Interesting Discussion Potential Issues for Auditing ISO 9001:2015

Marc

Fully vaccinated are you?
Leader
What are you talking about? Are those requirements?
My understanding is there always has to be a way for the user of a document to be able to verify they are using the current version of the relevant document.
 

Marc

Fully vaccinated are you?
Leader
To be honest, there are so many potential aspects to consider I would pretty much have to have been there to say. We discuss things here but there are times when there are too many questions to be able to to provide an accurate answer.
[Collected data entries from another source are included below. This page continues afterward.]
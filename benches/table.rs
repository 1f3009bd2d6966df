//! Benchmarks for table inserts, scans and lookups.
//!
//! ```bash
//! cargo bench --bench table
//! ```

use criterion::{black_box, criterion_group, criterion_main, BatchSize, Criterion};
use rowstore::{Row, Table};
use tempfile::TempDir;

/// Rows that fit without hitting the internal node limit.
const ROWS: u32 = 34;

fn row(id: u32) -> Row {
    Row::new(id, format!("user{id}"), format!("person{id}@example.com")).unwrap()
}

fn open_table() -> (Table, TempDir) {
    let dir = TempDir::new().unwrap();
    let table = Table::open(dir.path().join("bench.db")).unwrap();
    (table, dir)
}

fn filled_table() -> (Table, TempDir) {
    let (mut table, dir) = open_table();
    for id in 1..=ROWS {
        table.insert(&row(id)).unwrap();
    }
    (table, dir)
}

fn bench_insert(c: &mut Criterion) {
    let rows: Vec<Row> = (1..=ROWS).map(row).collect();

    c.bench_function("insert_sequential", |b| {
        b.iter_batched(
            open_table,
            |(mut table, _dir)| {
                for row in &rows {
                    table.insert(black_box(row)).unwrap();
                }
            },
            BatchSize::SmallInput,
        )
    });

    // Fixed permutation of 1..=ROWS.
    let shuffled: Vec<Row> = (1..=ROWS).map(|i| row((i * 17) % 35)).collect();
    c.bench_function("insert_shuffled", |b| {
        b.iter_batched(
            open_table,
            |(mut table, _dir)| {
                for row in &shuffled {
                    table.insert(black_box(row)).unwrap();
                }
            },
            BatchSize::SmallInput,
        )
    });
}

fn bench_read(c: &mut Criterion) {
    let (mut table, _dir) = filled_table();

    c.bench_function("select", |b| {
        b.iter(|| black_box(table.execute_select().unwrap()))
    });

    c.bench_function("get", |b| {
        b.iter(|| {
            for id in 1..=ROWS {
                black_box(table.get(black_box(id)).unwrap());
            }
        })
    });
}

criterion_group!(benches, bench_insert, bench_read);
criterion_main!(benches);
With respect to document control I remember as far back as college we had to have a means to "control" our biology and chemistry experiment notebooks.

My experience has been that an employee had to be able to look at a document and have a way to know if it was the current version whether it was the initial release or revision 287.
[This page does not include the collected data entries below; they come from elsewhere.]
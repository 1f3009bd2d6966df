//! Common types shared across rowstore.
//!
//! - Configuration constants
//! - Identifiers (PageId)

pub mod config;
mod page_id;

pub use page_id::PageId;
As an auditor I'm not going to waste my time trying to interpret anything

1) Do you have what is required?
2) What other doc's/records do you internally require?
3) Is everything in place, controlled and doing what its supposed to do?
Oh, were that it was that easy. You may not realize it but you are interpreting things every time you audit.
 

AndyN

Moved On
My experience has been that an employee had to be able to look at a document and have a way to know if it was the current version whether it was the initial release or revision 287.

But that's NOT required. I'm sure, as with soooo many other legends of ISO, it was a lazy auditor who asked a dumb question and didn't actually "test" the system - and as a result that became "law".
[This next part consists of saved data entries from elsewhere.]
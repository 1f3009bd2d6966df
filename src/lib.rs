//! rowstore - a single-table storage engine backed by an on-disk B-tree.
//!
//! # Architecture
//! ```text
//! ┌─────────────────────────────────────────────────────────────────┐
//! │                            rowstore                             │
//! ├─────────────────────────────────────────────────────────────────┤
//! │  ┌─────────────────────────────────────────────────────────┐   │
//! │  │        REPL (main.rs) + Statement parsing (statement/)   │   │
//! │  └─────────────────────────────────────────────────────────┘   │
//! │                              ↓                                  │
//! │  ┌─────────────────────────────────────────────────────────┐   │
//! │  │                  Table (table.rs)                        │   │
//! │  │          open/close, insert, select, point lookup        │   │
//! │  └─────────────────────────────────────────────────────────┘   │
//! │                              ↓                                  │
//! │  ┌─────────────────────────────────────────────────────────┐   │
//! │  │              B-tree (index/btree/)                       │   │
//! │  │     Cursor + search/insert/split + node page views       │   │
//! │  └─────────────────────────────────────────────────────────┘   │
//! │                              ↓                                  │
//! │  ┌─────────────────────────────────────────────────────────┐   │
//! │  │              Storage Layer (storage/)                    │   │
//! │  │            Pager (page cache over one file) + Page       │   │
//! │  └─────────────────────────────────────────────────────────┘   │
//! └─────────────────────────────────────────────────────────────────┘
//! ```
//!
//! # Modules
//! - [`common`] - Shared primitives (PageId, config)
//! - [`error`] - Error and Result types
//! - [`row`] - The fixed-schema row and its encoding
//! - [`storage`] - Pages and the pager
//! - [`index`] - The B-tree and its cursor
//! - [`table`] - The table handle
//! - [`statement`] - Parsing of REPL input
//!
//! # Quick Start
//! ```no_run
//! use rowstore::{Row, Table};
//!
//! let mut table = Table::open("my_database.db").unwrap();
//! table.insert(&Row::new(1, "user1", "person1@example.com").unwrap()).unwrap();
//!
//! for row in table.execute_select().unwrap() {
//!     println!("{row}");
//! }
//! table.close().unwrap();
//! ```

pub mod common;
pub mod error;
pub mod index;
pub mod row;
pub mod statement;
pub mod storage;
pub mod table;

// Re-export commonly used items at crate root for convenience
pub use common::config::PAGE_SIZE;
pub use common::PageId;
pub use error::{Error, Result};

pub use index::btree::dump::render_constants;
pub use index::btree::Cursor;
pub use row::Row;
pub use storage::{Page, Pager};
pub use table::{ExecuteResult, Table};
We carry controlled documents in our pockets, wallets, purses and hide them in mattresses - paper money, bills. Yet, the controls are not readily apparent. Why do we do anything different in the name of "ISO"...?
 

Marc

Fully vaccinated are you?
Leader
It never had anything to do with "ISO" in my experiences. It was always just Good documentation practice - Wikipedia

I will add that in every audit I can remember the auditor at some point would ask something like "How does the employee know they are using the most recent revision of a document which is part of their job to work to?"
 

AndyN

Moved On
"How does the employee know they are using the most recent revision of a document which is part of their job to work to?"
Exactly Marc. But is that the correct question to ask? Did the same auditor(s) ask a machinist "Is that drill ground to the correct angle? Or is the Young's modulus of the steel your welding within spec? :jawdrop:
 

Marc

Fully vaccinated are you?
Leader
Did the same auditor(s) ask a machinist "Is that drill ground to the correct angle? Or is the Young's modulus of the steel your welding within spec?
I'll show myself to the door. When it reaches a point of absurdity, it's best to just walk away.
 

AndyN

Moved On
If we frame the fact that documentation is only part of process control (back in 1987 procedures did not have to be documented, that came later), and work instructions were only part of process control (when needed) I can't understand why document control became so important, other than some auditors had a thing for document control. No operator needs to know more about document control any more than any other aspect of how a process control. It's simply "gotcha auditing". Now THAT's absurd.